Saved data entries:

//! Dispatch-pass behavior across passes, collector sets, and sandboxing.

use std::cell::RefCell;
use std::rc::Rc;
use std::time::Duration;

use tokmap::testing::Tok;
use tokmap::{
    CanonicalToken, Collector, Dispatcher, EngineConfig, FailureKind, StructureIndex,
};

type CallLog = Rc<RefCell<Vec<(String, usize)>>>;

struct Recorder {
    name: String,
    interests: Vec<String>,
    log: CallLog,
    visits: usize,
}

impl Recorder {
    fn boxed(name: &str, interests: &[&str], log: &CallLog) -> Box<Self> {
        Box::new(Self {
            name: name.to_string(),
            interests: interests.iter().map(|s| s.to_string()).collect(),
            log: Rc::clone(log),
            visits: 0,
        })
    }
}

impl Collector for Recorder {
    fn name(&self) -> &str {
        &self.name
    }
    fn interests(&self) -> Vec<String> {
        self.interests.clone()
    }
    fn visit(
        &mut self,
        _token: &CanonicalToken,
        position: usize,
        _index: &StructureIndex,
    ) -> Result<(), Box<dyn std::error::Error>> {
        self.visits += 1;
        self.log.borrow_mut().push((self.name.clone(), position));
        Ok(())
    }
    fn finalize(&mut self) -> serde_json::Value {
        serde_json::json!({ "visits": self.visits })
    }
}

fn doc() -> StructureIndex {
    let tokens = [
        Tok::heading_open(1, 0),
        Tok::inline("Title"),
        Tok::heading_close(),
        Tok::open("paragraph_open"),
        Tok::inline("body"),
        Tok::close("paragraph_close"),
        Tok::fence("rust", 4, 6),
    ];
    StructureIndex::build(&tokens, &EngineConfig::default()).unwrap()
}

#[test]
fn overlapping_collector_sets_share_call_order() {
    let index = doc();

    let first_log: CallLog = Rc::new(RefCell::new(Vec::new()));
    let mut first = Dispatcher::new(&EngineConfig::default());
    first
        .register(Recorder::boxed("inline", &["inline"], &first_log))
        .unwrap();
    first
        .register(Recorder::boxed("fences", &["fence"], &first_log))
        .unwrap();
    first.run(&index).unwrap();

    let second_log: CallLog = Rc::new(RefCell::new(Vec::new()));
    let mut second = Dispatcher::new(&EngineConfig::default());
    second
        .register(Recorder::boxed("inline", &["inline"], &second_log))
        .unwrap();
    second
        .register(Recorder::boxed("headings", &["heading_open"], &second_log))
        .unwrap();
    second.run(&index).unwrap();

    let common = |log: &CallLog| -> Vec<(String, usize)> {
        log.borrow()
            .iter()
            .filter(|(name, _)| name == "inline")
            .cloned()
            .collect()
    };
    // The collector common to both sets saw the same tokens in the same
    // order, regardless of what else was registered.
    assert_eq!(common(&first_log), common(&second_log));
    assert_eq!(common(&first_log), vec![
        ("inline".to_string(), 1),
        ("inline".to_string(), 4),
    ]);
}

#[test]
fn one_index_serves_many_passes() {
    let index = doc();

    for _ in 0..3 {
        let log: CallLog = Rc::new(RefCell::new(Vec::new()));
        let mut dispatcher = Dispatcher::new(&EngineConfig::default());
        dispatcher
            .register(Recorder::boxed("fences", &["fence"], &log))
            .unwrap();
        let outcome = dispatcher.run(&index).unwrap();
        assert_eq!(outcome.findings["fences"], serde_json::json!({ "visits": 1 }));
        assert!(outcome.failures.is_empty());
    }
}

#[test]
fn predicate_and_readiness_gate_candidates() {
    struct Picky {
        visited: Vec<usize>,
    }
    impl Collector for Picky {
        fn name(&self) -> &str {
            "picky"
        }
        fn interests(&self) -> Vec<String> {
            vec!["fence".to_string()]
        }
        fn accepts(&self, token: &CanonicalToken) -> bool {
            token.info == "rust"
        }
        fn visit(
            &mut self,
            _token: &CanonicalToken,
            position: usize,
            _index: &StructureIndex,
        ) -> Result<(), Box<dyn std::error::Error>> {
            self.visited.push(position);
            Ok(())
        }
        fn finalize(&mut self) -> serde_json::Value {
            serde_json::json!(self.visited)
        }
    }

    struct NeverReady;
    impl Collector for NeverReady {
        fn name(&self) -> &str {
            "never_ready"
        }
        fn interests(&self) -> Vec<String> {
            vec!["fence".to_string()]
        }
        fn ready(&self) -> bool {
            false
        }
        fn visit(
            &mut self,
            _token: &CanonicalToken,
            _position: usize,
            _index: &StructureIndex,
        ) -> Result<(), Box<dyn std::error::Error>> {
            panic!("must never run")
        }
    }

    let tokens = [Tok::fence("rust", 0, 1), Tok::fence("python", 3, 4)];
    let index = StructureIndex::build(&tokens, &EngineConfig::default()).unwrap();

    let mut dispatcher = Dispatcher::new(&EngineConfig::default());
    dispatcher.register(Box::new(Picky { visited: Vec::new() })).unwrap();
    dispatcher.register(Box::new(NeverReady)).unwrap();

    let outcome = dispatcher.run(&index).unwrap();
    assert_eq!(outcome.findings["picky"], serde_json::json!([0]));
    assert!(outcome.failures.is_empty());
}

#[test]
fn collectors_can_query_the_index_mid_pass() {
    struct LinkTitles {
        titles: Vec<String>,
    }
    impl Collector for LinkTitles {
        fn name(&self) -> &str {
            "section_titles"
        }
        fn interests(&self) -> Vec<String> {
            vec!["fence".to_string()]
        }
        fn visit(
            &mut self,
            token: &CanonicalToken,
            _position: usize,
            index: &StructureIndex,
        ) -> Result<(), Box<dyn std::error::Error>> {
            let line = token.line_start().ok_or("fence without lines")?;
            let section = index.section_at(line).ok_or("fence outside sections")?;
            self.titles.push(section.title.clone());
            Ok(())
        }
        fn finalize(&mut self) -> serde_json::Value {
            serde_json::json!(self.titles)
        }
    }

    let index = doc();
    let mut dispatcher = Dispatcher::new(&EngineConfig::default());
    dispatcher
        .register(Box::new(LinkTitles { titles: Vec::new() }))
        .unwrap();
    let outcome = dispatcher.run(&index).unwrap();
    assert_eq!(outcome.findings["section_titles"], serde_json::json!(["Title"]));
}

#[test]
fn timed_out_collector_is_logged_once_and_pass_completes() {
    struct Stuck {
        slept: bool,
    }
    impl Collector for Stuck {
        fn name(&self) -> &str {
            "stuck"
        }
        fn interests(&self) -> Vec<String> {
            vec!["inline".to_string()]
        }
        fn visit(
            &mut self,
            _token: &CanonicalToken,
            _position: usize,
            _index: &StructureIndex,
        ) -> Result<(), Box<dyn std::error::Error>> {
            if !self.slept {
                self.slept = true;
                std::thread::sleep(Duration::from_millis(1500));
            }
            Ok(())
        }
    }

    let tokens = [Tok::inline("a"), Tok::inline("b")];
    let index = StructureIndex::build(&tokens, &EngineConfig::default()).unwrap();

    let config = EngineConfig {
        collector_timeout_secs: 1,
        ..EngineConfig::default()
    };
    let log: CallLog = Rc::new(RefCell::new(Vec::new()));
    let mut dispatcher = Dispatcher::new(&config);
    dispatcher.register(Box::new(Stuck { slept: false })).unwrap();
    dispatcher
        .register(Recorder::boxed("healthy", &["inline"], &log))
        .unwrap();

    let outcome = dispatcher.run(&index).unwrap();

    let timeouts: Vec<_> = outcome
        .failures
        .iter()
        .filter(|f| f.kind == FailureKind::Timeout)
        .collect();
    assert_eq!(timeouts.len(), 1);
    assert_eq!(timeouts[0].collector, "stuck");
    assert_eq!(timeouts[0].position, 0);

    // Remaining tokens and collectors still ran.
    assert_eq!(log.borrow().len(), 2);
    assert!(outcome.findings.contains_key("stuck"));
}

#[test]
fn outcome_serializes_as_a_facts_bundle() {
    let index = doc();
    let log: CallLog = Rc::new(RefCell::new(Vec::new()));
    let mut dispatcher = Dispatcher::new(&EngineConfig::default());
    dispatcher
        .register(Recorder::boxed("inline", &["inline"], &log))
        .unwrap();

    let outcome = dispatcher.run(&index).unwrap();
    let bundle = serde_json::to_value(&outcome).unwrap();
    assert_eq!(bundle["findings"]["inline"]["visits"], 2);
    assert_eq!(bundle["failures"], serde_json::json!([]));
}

__Exercise objective__
Reproduce every line in the records above that contains the word "rust".

__Result__
        Tok::fence("rust", 4, 6),
            token.info == "rust"
    let tokens = [Tok::fence("rust", 0, 1), Tok::fence("python", 3, 4)];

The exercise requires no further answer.